**Directions**
A single number is required: how many lines of the listing below include the word "oldest".

**Provided records**

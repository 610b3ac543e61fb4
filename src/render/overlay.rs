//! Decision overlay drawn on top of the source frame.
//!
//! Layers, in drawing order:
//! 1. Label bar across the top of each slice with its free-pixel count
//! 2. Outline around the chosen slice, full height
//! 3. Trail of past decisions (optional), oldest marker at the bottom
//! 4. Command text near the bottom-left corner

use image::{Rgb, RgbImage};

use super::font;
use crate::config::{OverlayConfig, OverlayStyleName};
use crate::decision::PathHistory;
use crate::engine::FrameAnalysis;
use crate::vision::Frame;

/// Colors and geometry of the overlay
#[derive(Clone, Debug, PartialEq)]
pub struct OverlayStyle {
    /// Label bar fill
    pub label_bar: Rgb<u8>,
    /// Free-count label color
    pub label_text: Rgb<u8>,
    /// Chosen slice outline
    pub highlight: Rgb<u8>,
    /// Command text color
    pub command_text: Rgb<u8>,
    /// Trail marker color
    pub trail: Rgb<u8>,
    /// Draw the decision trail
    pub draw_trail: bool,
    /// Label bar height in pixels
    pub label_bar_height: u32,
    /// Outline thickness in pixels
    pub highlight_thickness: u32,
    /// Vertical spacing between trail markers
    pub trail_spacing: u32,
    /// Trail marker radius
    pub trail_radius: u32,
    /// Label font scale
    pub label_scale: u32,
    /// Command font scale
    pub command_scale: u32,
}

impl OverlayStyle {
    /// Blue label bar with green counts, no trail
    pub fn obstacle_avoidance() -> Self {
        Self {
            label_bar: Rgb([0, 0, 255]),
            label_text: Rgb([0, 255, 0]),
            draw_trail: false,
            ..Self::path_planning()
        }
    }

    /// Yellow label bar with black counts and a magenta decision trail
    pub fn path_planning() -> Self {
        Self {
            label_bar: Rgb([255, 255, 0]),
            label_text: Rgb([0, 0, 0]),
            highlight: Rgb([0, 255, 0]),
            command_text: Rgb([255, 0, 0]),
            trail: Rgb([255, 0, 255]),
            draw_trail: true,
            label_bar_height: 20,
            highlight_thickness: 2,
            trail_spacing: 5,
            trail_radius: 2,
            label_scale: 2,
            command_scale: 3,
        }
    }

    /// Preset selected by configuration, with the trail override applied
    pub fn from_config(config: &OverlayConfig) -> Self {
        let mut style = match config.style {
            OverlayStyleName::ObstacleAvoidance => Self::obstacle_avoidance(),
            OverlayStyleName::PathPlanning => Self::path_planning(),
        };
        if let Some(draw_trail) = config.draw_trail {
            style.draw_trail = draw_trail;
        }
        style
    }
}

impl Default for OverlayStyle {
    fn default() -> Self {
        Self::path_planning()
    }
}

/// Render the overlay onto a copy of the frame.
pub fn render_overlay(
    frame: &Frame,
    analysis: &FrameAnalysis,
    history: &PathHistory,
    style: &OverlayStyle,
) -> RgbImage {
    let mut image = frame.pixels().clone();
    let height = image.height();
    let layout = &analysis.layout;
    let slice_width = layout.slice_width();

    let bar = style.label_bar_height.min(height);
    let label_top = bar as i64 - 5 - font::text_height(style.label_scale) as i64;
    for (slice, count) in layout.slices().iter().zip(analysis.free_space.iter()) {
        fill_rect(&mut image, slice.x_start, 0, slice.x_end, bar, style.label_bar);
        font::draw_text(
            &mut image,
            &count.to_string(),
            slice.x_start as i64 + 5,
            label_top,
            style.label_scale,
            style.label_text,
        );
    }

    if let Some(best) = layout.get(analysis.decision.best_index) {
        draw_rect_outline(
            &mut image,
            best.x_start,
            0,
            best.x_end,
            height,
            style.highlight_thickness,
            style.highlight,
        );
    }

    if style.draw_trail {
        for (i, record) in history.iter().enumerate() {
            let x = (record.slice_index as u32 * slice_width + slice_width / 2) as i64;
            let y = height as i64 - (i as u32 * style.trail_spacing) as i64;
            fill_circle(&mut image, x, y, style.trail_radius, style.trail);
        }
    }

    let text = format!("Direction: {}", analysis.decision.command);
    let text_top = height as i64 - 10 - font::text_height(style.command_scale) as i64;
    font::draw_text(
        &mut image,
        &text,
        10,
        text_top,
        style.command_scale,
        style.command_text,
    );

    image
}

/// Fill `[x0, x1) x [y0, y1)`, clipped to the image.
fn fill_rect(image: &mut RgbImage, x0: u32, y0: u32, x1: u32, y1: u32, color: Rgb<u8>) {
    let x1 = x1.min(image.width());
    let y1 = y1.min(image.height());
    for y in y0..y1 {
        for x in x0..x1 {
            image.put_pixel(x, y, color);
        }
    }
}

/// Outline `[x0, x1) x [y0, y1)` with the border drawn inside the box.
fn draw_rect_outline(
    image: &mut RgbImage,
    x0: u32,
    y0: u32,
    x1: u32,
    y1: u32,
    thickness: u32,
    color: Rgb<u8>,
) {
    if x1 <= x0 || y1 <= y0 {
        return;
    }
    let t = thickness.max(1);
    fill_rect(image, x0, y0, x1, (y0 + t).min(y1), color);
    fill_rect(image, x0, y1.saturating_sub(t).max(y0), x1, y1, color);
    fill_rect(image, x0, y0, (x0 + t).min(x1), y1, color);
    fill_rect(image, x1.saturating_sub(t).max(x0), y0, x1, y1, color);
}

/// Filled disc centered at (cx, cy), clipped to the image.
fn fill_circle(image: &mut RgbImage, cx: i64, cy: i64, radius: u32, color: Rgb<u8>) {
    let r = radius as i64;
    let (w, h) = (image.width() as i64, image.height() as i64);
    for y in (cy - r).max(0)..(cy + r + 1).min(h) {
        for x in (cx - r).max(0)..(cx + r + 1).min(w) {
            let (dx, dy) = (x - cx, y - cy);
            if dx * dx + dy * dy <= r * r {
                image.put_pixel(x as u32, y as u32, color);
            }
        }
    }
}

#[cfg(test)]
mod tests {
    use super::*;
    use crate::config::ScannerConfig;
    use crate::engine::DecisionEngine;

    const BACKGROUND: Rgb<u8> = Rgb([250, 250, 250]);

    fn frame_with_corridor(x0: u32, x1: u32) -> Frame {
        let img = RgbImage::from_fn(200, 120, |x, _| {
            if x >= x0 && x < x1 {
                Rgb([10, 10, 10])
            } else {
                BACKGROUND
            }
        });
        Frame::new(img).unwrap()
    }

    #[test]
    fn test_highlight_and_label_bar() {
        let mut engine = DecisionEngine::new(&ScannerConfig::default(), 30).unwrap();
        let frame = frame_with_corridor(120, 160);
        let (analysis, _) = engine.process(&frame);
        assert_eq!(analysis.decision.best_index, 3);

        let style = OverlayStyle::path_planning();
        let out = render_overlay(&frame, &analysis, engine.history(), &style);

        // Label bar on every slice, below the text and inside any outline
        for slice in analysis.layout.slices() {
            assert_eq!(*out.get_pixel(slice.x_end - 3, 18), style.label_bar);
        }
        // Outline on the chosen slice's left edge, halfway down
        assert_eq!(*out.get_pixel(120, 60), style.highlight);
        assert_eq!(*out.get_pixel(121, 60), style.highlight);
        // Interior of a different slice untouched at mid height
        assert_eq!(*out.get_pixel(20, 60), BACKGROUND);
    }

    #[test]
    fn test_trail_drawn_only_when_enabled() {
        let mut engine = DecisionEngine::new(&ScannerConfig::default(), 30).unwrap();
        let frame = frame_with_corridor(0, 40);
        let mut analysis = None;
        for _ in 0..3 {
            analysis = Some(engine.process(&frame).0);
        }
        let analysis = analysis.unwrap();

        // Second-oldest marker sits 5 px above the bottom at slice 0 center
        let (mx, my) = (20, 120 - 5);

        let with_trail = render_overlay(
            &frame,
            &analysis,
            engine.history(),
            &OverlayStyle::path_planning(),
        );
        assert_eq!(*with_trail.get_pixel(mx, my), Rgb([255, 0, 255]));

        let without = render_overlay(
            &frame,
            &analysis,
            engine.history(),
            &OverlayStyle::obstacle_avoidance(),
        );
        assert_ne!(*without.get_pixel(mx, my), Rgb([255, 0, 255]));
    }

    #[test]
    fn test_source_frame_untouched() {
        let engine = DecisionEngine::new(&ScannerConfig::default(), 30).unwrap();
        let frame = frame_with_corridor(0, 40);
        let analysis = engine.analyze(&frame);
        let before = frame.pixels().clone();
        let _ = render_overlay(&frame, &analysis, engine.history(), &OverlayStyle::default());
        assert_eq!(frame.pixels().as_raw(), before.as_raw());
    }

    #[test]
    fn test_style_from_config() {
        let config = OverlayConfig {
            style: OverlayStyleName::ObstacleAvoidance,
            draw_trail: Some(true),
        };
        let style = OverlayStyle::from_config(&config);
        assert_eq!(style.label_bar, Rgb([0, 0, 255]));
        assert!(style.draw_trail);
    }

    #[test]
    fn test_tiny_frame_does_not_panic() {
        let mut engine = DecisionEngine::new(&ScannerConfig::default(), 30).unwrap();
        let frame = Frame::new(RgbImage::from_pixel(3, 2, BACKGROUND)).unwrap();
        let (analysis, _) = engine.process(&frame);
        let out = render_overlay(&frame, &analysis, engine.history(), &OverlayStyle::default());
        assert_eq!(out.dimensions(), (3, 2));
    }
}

**Written reply**
2